A prudent eye toward the future means installing the best cable available. This is especially important in areas dealing with patient care, from diagnostics to surgery. These areas are the ones where sufficient bandwidth capacity must be available for tomorrow’s needs.
Specifically, the following cables are the recommended choices and supported by ANSI/TIA-1179:
- Category 6A UTP can support 10G Ethernet at distances to 90 meters in the horizontal or 100 meters when considering the full channel (including patch cords).
- Laser-optimized (OM3 or OM4) multimode fiber can be used both for backbone and horizontal cabling needs. For 10G Ethernet, OM3 fiber allows runs of 300 meters, while OM4 supports 550 meters.
- Single-mode fiber is typically only used where distances preclude the use of multimode fiber, such as between buildings. The cost of transceivers for single-mode fibers is significantly higher than those for multimode fibers.
The choice of Category 6A cable over Category 6 ensures you are ready for heavy data traffic today, while equipped for migration to 10G to support future networking and bandwidth needs. With continued advancement in diagnostic imaging technologies and the growth of electronic patient records, it is safe to say that bandwidth consumption and network speeds will continue to increase over time. To avoid future mitigation, it is wise to install cable based on what your bandwidth requirements will be several years from now, rather than what they are today. Category 6A cabling is the most logical choice for the future, as it will ensure 10Gb/s network performance and provide enough bandwidth to fully support emerging technologies. The table below shows the Category 6/6A offerings recommended by Berk-Tek to support various bandwidth requirements.

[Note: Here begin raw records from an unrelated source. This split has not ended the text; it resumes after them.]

//! Ingestion pipeline failure-mode tests
//!
//! A fault-injecting store wrapper drives the pipeline into each failure
//! class and asserts the consistency goals: commit is never attempted after
//! a write failure, nothing staged becomes visible, the batch writer is
//! never reached when extraction fails, and the scratch workspace is swept
//! on every exit path.

use async_trait::async_trait;
use axum::{
    body::Body,
    http::{Request, StatusCode},
    Router,
};
use pdg_dsu::{ArraySsi, CollectionKey, DataUnit, DsuStore, MemoryDsuStore, Ssi, StoreError};
use pdg_server::{config::DsuConfig, features};
use std::io::Write;
use std::sync::atomic::{AtomicUsize, Ordering};
use std::sync::Arc;
use tempfile::TempDir;
use tower::ServiceExt;
use zip::write::SimpleFileOptions;

// ============================================================================
// Fault-injecting store
// ============================================================================

#[derive(Clone, Copy)]
enum FailMode {
    None,
    /// Fail the n-th write_file call (1-based).
    WriteAt(usize),
    /// Fail commit_batch.
    Commit,
}

#[derive(Clone)]
struct FlakyStore {
    inner: MemoryDsuStore,
    mode: FailMode,
    begins: Arc<AtomicUsize>,
    writes: Arc<AtomicUsize>,
    commits: Arc<AtomicUsize>,
}

impl FlakyStore {
    fn new(mode: FailMode) -> Self {
        Self {
            inner: MemoryDsuStore::new(),
            mode,
            begins: Arc::new(AtomicUsize::new(0)),
            writes: Arc::new(AtomicUsize::new(0)),
            commits: Arc::new(AtomicUsize::new(0)),
        }
    }
}

#[async_trait]
impl DsuStore for FlakyStore {
    async fn create(&self, ssi: &Ssi) -> Result<Box<dyn DataUnit>, StoreError> {
        let unit = self.inner.create(ssi).await?;
        Ok(Box::new(FlakyUnit {
            inner: unit,
            mode: self.mode,
            begins: self.begins.clone(),
            writes: self.writes.clone(),
            commits: self.commits.clone(),
        }))
    }

    async fn load(&self, ssi: &Ssi) -> Result<Box<dyn DataUnit>, StoreError> {
        self.inner.load(ssi).await
    }
}

struct FlakyUnit {
    inner: Box<dyn DataUnit>,
    mode: FailMode,
    begins: Arc<AtomicUsize>,
    writes: Arc<AtomicUsize>,
    commits: Arc<AtomicUsize>,
}

#[async_trait]
impl DataUnit for FlakyUnit {
    async fn read_file(&self, path: &str) -> Result<Vec<u8>, StoreError> {
        self.inner.read_file(path).await
    }

    async fn begin_batch(&mut self) -> Result<(), StoreError> {
        self.begins.fetch_add(1, Ordering::SeqCst);
        self.inner.begin_batch().await
    }

    async fn write_file(&mut self, path: &str, contents: Vec<u8>) -> Result<(), StoreError> {
        let call = self.writes.fetch_add(1, Ordering::SeqCst) + 1;
        if let FailMode::WriteAt(n) = self.mode {
            if call == n {
                return Err(StoreError::Backend("injected write failure".to_string()));
            }
        }
        self.inner.write_file(path, contents).await
    }

    async fn commit_batch(&mut self) -> Result<(), StoreError> {
        self.commits.fetch_add(1, Ordering::SeqCst);
        if matches!(self.mode, FailMode::Commit) {
            return Err(StoreError::Backend("injected commit failure".to_string()));
        }
        self.inner.commit_batch().await
    }
}

// ============================================================================
// Helpers
// ============================================================================

fn create_test_app(store: FlakyStore) -> (Router, DsuConfig, TempDir) {
    let scratch = TempDir::new().unwrap();
    let config = DsuConfig {
        scratch_dir: scratch.path().to_path_buf(),
        ..DsuConfig::default()
    };

    let state = features::FeatureState::new(Arc::new(store), config.clone());
    (features::router(state), config, scratch)
}

fn build_zip(entries: &[(&str, &[u8])]) -> Vec<u8> {
    let mut writer = zip::ZipWriter::new(std::io::Cursor::new(Vec::new()));
    for (name, contents) in entries {
        writer
            .start_file(name.to_string(), SimpleFileOptions::default())
            .unwrap();
        writer.write_all(contents).unwrap();
    }
    writer.finish().unwrap().into_inner()
}

async fn post_upload(app: &Router, uri: &str, body: Vec<u8>) -> (StatusCode, String) {
    let response = app
        .clone()
        .oneshot(
            Request::builder()
                .uri(uri)
                .method("POST")
                .body(Body::from(body))
                .unwrap(),
        )
        .await
        .unwrap();

    let status = response.status();
    let body = axum::body::to_bytes(response.into_body(), usize::MAX)
        .await
        .unwrap();
    (status, String::from_utf8(body.to_vec()).unwrap())
}

fn scratch_is_empty(scratch: &TempDir) -> bool {
    std::fs::read_dir(scratch.path()).unwrap().next().is_none()
}

fn test_ssi(config: &DsuConfig, codes: &[&str]) -> Ssi {
    let key = CollectionKey::new(codes.iter().map(|c| c.to_string())).unwrap();
    ArraySsi::derive(&config.domain, &key, None).unwrap()
}

// ============================================================================
// Failure classes
// ============================================================================

#[tokio::test]
async fn test_write_failure_aborts_without_partial_commit() {
    let store = FlakyStore::new(FailMode::WriteAt(2));
    let (app, config, scratch) = create_test_app(store.clone());
    let archive = build_zip(&[("a.txt", b"alpha"), ("b.txt", b"beta"), ("c.txt", b"gamma")]);

    let (status, body) = post_upload(&app, "/array?arr=111,222", archive).await;
    assert_eq!(status, StatusCode::INTERNAL_SERVER_ERROR);
    assert!(
        body.contains("write extracted files"),
        "unexpected message: {body}"
    );

    // The loop aborted at the failing write; the remaining file was never
    // attempted and commit was never called.
    assert_eq!(store.writes.load(Ordering::SeqCst), 2);
    assert_eq!(store.commits.load(Ordering::SeqCst), 0);

    // No partial content is observable: the unit exists but holds nothing.
    let unit = store.load(&test_ssi(&config, &["111", "222"])).await.unwrap();
    assert!(unit.read_file("/a.txt").await.is_err());

    assert!(scratch_is_empty(&scratch));
}

#[tokio::test]
async fn test_commit_failure_leaves_nothing_visible() {
    let store = FlakyStore::new(FailMode::Commit);
    let (app, config, scratch) = create_test_app(store.clone());
    let archive = build_zip(&[("a.txt", b"alpha")]);

    let (status, body) = post_upload(&app, "/array?arr=111", archive).await;
    assert_eq!(status, StatusCode::INTERNAL_SERVER_ERROR);
    assert!(body.contains("anchor"), "unexpected message: {body}");

    assert_eq!(store.commits.load(Ordering::SeqCst), 1);

    let unit = store.load(&test_ssi(&config, &["111"])).await.unwrap();
    assert!(unit.read_file("/a.txt").await.is_err());

    assert!(scratch_is_empty(&scratch));
}

#[tokio::test]
async fn test_extraction_failure_never_reaches_batch_writer() {
    let store = FlakyStore::new(FailMode::None);
    let (app, _config, scratch) = create_test_app(store.clone());

    let (status, body) = post_upload(&app, "/array?arr=111", b"corrupt".to_vec()).await;
    assert_eq!(status, StatusCode::INTERNAL_SERVER_ERROR);
    assert!(body.contains("extract"), "unexpected message: {body}");

    assert_eq!(store.begins.load(Ordering::SeqCst), 0);
    assert_eq!(store.writes.load(Ordering::SeqCst), 0);
    assert_eq!(store.commits.load(Ordering::SeqCst), 0);

    assert!(scratch_is_empty(&scratch));
}

#[tokio::test]
async fn test_success_writes_in_listed_order_then_commits_once() {
    let store = FlakyStore::new(FailMode::None);
    let (app, config, scratch) = create_test_app(store.clone());
    let archive = build_zip(&[("b.txt", b"beta"), ("a.txt", b"alpha")]);

    let (status, body) = post_upload(&app, "/array?arr=111,222", archive).await;
    assert_eq!(status, StatusCode::OK);
    assert_eq!(body, "OK");

    assert_eq!(store.begins.load(Ordering::SeqCst), 1);
    assert_eq!(store.writes.load(Ordering::SeqCst), 2);
    assert_eq!(store.commits.load(Ordering::SeqCst), 1);

    let unit = store.load(&test_ssi(&config, &["111", "222"])).await.unwrap();
    assert_eq!(unit.read_file("/a.txt").await.unwrap(), b"alpha");
    assert_eq!(unit.read_file("/b.txt").await.unwrap(), b"beta");

    assert!(scratch_is_empty(&scratch));
}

For fiber, flexible options also exist in achieving different levels of performance. The preferred choice is 50/125-µm laser-optimized multimode fiber, which is the most cost-effective option with lower-cost electronics compared to singlemode. Laser-optimized fiber is available in two performance levels, OM3 and OM4. The fiber bandwidth translates into the allowable distances the cable can be run.
Fiber optic cables can be run either as pairs or as multi-fiber array cables. Multi-fiber cables terminated with industry-standard MTP/MPO (Multi-fiber Push On) array connectors simplify use of fiber in the network. The cables significantly reduce congestion in pathways, provide the highest port densities (12 fibers in a 0.5 x 0.3-inch area), and simplify system design, installation, and management. While fiber ribbon cables are popular for array connections, reduced-diameter cables are setting a new standard in convenience. Cassette modules provide an easy breakout from the array cable to individual ports.
The network infrastructure in a healthcare facility is unique in both its requirements and its significance. In a healthcare facility, an underperforming network has more than just customer service or financial implications — it could inhibit critical patient care.
More than ever, healthcare infrastructures are burdened by exploding data storage, stringent security regulations, and ever-increasing bandwidth requirements. These challenges will only grow as technology continues to advance. Your cabling infrastructure, from racks and cabinets to cable and connectors, must not only meet today’s needs, but those evolving on the horizon.